- Work to be completed
Below are the lines to check; count those holding the string "then" and give only the number.

***** Provided records *****

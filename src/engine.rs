//! Table Engine
//!
//! One LSM stack per table: WAL + memtable + SSTable list.
//!
//! ## Concurrency model
//!
//! - **Writes** (put/delete/flush/truncate): serialized by the engine's
//!   write lock, held across WAL append + memtable mutation so recovery
//!   replay order always matches what the memtable observed.
//! - **Reads** (get/scan): take the read lock just long enough to snapshot
//!   the memtable contents and the SSTable list, then proceed without it.
//!   A flush installs the new reader and swaps the memtable under the
//!   write lock; readers holding an older snapshot are unaffected.
//!
//! ## Recovery on open
//!
//! Leftover `sst-*.dat.tmp` files (flushes that never committed) are
//! deleted, committed SSTables load in creation-sequence order, and every
//! WAL segment replays into the memtable with torn tails truncated.

use std::fs;
use std::path::{Path, PathBuf};
use std::sync::Arc;

use parking_lot::RwLock;
use tracing::{debug, info, warn};

use crate::codec::Record;
use crate::config::EngineConfig;
use crate::error::Result;
use crate::memtable::{Memtable, RowEntry};
use crate::storage::merge::MergeIterator;
use crate::storage::sstable::{SSTableBuilder, SSTableReader};
use crate::value::{Row, Value};
use crate::wal::{self, WalWriter};

const WAL_PREFIX: &str = "wal-";
const WAL_SUFFIX: &str = ".log";
const SST_PREFIX: &str = "sst-";
const SST_SUFFIX: &str = ".dat";
const TMP_SUFFIX: &str = ".tmp";

/// The LSM storage engine for a single table
pub struct TableEngine {
    dir: PathBuf,
    cfg: EngineConfig,
    inner: RwLock<EngineInner>,
}

struct EngineInner {
    wal: WalWriter,
    memtable: Memtable,
    /// Oldest first; scans and gets walk it newest-to-oldest
    sstables: Vec<Arc<SSTableReader>>,
    /// Next file sequence number (shared by WAL and SSTable files)
    next_seq: u64,
}

impl TableEngine {
    /// Open or create the engine for a table directory
    pub fn open(dir: PathBuf, cfg: EngineConfig) -> Result<Self> {
        fs::create_dir_all(&dir)?;

        let files = scan_dir(&dir)?;
        let mut next_seq = files.max_seq + 1;

        let mut sstables = Vec::with_capacity(files.sstables.len());
        for (seq, path) in &files.sstables {
            sstables.push(Arc::new(SSTableReader::open(path, *seq)?));
        }

        let mut memtable = Memtable::new();
        for (_, path) in &files.wals {
            let replayed = wal::replay(path)?;
            if replayed.truncated {
                warn!(path = %path.display(), "WAL segment had a torn tail");
            }
            for (record, len) in replayed.records {
                memtable.apply(record, len);
            }
        }

        // Keep appending to the newest segment, or start a fresh one
        let wal_path = match files.wals.last() {
            Some((_, path)) => path.clone(),
            None => {
                let seq = next_seq;
                next_seq += 1;
                dir.join(format!("{}{}{}", WAL_PREFIX, seq, WAL_SUFFIX))
            }
        };
        let wal = WalWriter::open(&wal_path, &cfg)?;

        debug!(
            dir = %dir.display(),
            sstables = sstables.len(),
            replayed = memtable.len(),
            "table engine open"
        );

        Ok(Self {
            dir,
            cfg,
            inner: RwLock::new(EngineInner {
                wal,
                memtable,
                sstables,
                next_seq,
            }),
        })
    }

    // =========================================================================
    // Reads
    // =========================================================================

    /// Point lookup: memtable first, then SSTables newest to oldest;
    /// the first hit wins and a tombstone means not-found
    pub fn get(&self, pk: &Value) -> Result<Option<Row>> {
        let (mem_hit, sstables) = {
            let inner = self.inner.read();
            (inner.memtable.get(pk).cloned(), inner.sstables.clone())
        };

        if let Some(entry) = mem_hit {
            return Ok(match entry {
                RowEntry::Row(row) => Some(row),
                RowEntry::Tombstone => None,
            });
        }
        for sst in sstables.iter().rev() {
            if let Some(entry) = sst.get(pk)? {
                return Ok(match entry {
                    RowEntry::Row(row) => Some(row),
                    RowEntry::Tombstone => None,
                });
            }
        }
        Ok(None)
    }

    /// Ordered scan of live rows, up to `limit` (`Some(0)` yields nothing)
    pub fn scan(&self, descending: bool, limit: Option<usize>) -> Result<Vec<Row>> {
        if limit == Some(0) {
            return Ok(Vec::new());
        }

        let (mem_snapshot, sstables) = {
            let inner = self.inner.read();
            (inner.memtable.snapshot(descending), inner.sstables.clone())
        };

        let mut sources: Vec<Box<dyn Iterator<Item = Result<(Value, RowEntry)>> + '_>> =
            Vec::with_capacity(1 + sstables.len());
        sources.push(Box::new(mem_snapshot.into_iter().map(Ok)));
        for sst in sstables.iter().rev() {
            if descending {
                sources.push(Box::new(sst.iter_desc()));
            } else {
                sources.push(Box::new(sst.iter()));
            }
        }

        let mut merge = MergeIterator::new(sources, descending)?;
        let mut rows = Vec::new();
        while let Some((_, row)) = merge.next_row()? {
            rows.push(row);
            if limit.is_some_and(|n| rows.len() >= n) {
                break;
            }
        }
        Ok(rows)
    }

    // =========================================================================
    // Writes
    // =========================================================================

    /// Upsert a full row under its primary key
    pub fn put(&self, pk: Value, row: Row) -> Result<()> {
        self.write(Record::Put { pk, row })
    }

    /// Write a tombstone for the primary key
    pub fn delete(&self, pk: Value) -> Result<()> {
        self.write(Record::Delete { pk })
    }

    fn write(&self, record: Record) -> Result<()> {
        let framed = record.encode();
        let mut inner = self.inner.write();
        inner.wal.append(&framed)?;
        inner.memtable.apply(record, framed.len());
        if inner.memtable.bytes() > self.cfg.memtable_max_bytes {
            self.flush_locked(&mut inner)?;
        }
        Ok(())
    }

    /// Flush the memtable to a new SSTable and rotate the WAL
    pub fn flush(&self) -> Result<()> {
        let mut inner = self.inner.write();
        self.flush_locked(&mut inner)
    }

    fn flush_locked(&self, inner: &mut EngineInner) -> Result<()> {
        if inner.memtable.is_empty() {
            return Ok(());
        }

        let seq = inner.next_seq;
        inner.next_seq += 1;
        let path = self.sst_path(seq);

        let mut builder = SSTableBuilder::create(&path, self.cfg.sstable_index_stride)?;
        for (pk, entry) in inner.memtable.iter() {
            let record = match entry {
                RowEntry::Row(row) => Record::Put {
                    pk: pk.clone(),
                    row: row.clone(),
                },
                RowEntry::Tombstone => Record::Delete { pk: pk.clone() },
            };
            builder.add(&record)?;
        }
        builder.finish()?;

        let reader = Arc::new(SSTableReader::open(&path, seq)?);
        let records = reader.record_count();
        inner.sstables.push(reader);
        inner.memtable.clear();
        self.rotate_wal(inner)?;

        info!(path = %path.display(), records, "flushed memtable to sstable");
        Ok(())
    }

    /// Discard all rows but keep the schema: drop every SSTable and start
    /// a fresh WAL
    pub fn truncate(&self) -> Result<()> {
        let mut inner = self.inner.write();
        for sst in inner.sstables.drain(..) {
            fs::remove_file(sst.path())?;
        }
        inner.memtable.clear();
        self.rotate_wal(&mut inner)?;
        info!(dir = %self.dir.display(), "table truncated");
        Ok(())
    }

    /// Delete the table's directory and everything in it; the engine is
    /// unusable afterwards
    pub fn destroy(&self) -> Result<()> {
        let mut inner = self.inner.write();
        inner.sstables.clear();
        inner.memtable.clear();
        fs::remove_dir_all(&self.dir)?;
        info!(dir = %self.dir.display(), "table destroyed");
        Ok(())
    }

    /// Install a fresh WAL segment and remove all older ones; called after
    /// the data they protected became durable (or was discarded)
    fn rotate_wal(&self, inner: &mut EngineInner) -> Result<()> {
        let seq = inner.next_seq;
        inner.next_seq += 1;
        let path = self.dir.join(format!("{}{}{}", WAL_PREFIX, seq, WAL_SUFFIX));
        inner.wal = WalWriter::open(&path, &self.cfg)?;

        for (_, stale) in scan_dir(&self.dir)?.wals {
            if stale != path {
                fs::remove_file(&stale)?;
            }
        }
        Ok(())
    }

    // =========================================================================
    // Maintenance
    // =========================================================================

    /// Periodic-fsync ticker entry point; skips the tick when the engine
    /// is busy rather than stalling behind a writer
    pub fn wal_tick(&self) -> Result<()> {
        if let Some(mut inner) = self.inner.try_write() {
            inner.wal.tick()?;
        }
        Ok(())
    }

    /// Fsync pending WAL bytes (shutdown path)
    pub fn sync(&self) -> Result<()> {
        self.inner.write().wal.sync_if_dirty()
    }

    // =========================================================================
    // Accessors (for tests and the bench)
    // =========================================================================

    pub fn sstable_count(&self) -> usize {
        self.inner.read().sstables.len()
    }

    pub fn memtable_len(&self) -> usize {
        self.inner.read().memtable.len()
    }

    pub fn memtable_bytes(&self) -> usize {
        self.inner.read().memtable.bytes()
    }

    fn sst_path(&self, seq: u64) -> PathBuf {
        self.dir.join(format!("{}{}{}", SST_PREFIX, seq, SST_SUFFIX))
    }
}

// =============================================================================
// Directory scan
// =============================================================================

struct DirFiles {
    /// (seq, path) ascending by seq
    sstables: Vec<(u64, PathBuf)>,
    /// (seq, path) ascending by seq
    wals: Vec<(u64, PathBuf)>,
    max_seq: u64,
}

/// List committed storage files, deleting uncommitted `.tmp` leftovers
fn scan_dir(dir: &Path) -> Result<DirFiles> {
    let mut sstables = Vec::new();
    let mut wals = Vec::new();
    let mut max_seq = 0;

    for entry in fs::read_dir(dir)? {
        let entry = entry?;
        let name = entry.file_name();
        let name = match name.to_str() {
            Some(n) => n,
            None => continue,
        };

        if name.ends_with(TMP_SUFFIX) {
            warn!(file = name, "removing uncommitted flush leftover");
            fs::remove_file(entry.path())?;
            continue;
        }
        if let Some(seq) = parse_seq(name, SST_PREFIX, SST_SUFFIX) {
            max_seq = max_seq.max(seq);
            sstables.push((seq, entry.path()));
        } else if let Some(seq) = parse_seq(name, WAL_PREFIX, WAL_SUFFIX) {
            max_seq = max_seq.max(seq);
            wals.push((seq, entry.path()));
        }
    }

    sstables.sort_by_key(|(seq, _)| *seq);
    wals.sort_by_key(|(seq, _)| *seq);
    Ok(DirFiles {
        sstables,
        wals,
        max_seq,
    })
}

fn parse_seq(name: &str, prefix: &str, suffix: &str) -> Option<u64> {
    name.strip_prefix(prefix)?
        .strip_suffix(suffix)?
        .parse()
        .ok()
}

impl std::fmt::Debug for TableEngine {
    fn fmt(&self, f: &mut std::fmt::Formatter<'_>) -> std::fmt::Result {
        f.debug_struct("TableEngine")
            .field("dir", &self.dir)
            .finish_non_exhaustive()
    }
}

*****

- Exercise response
2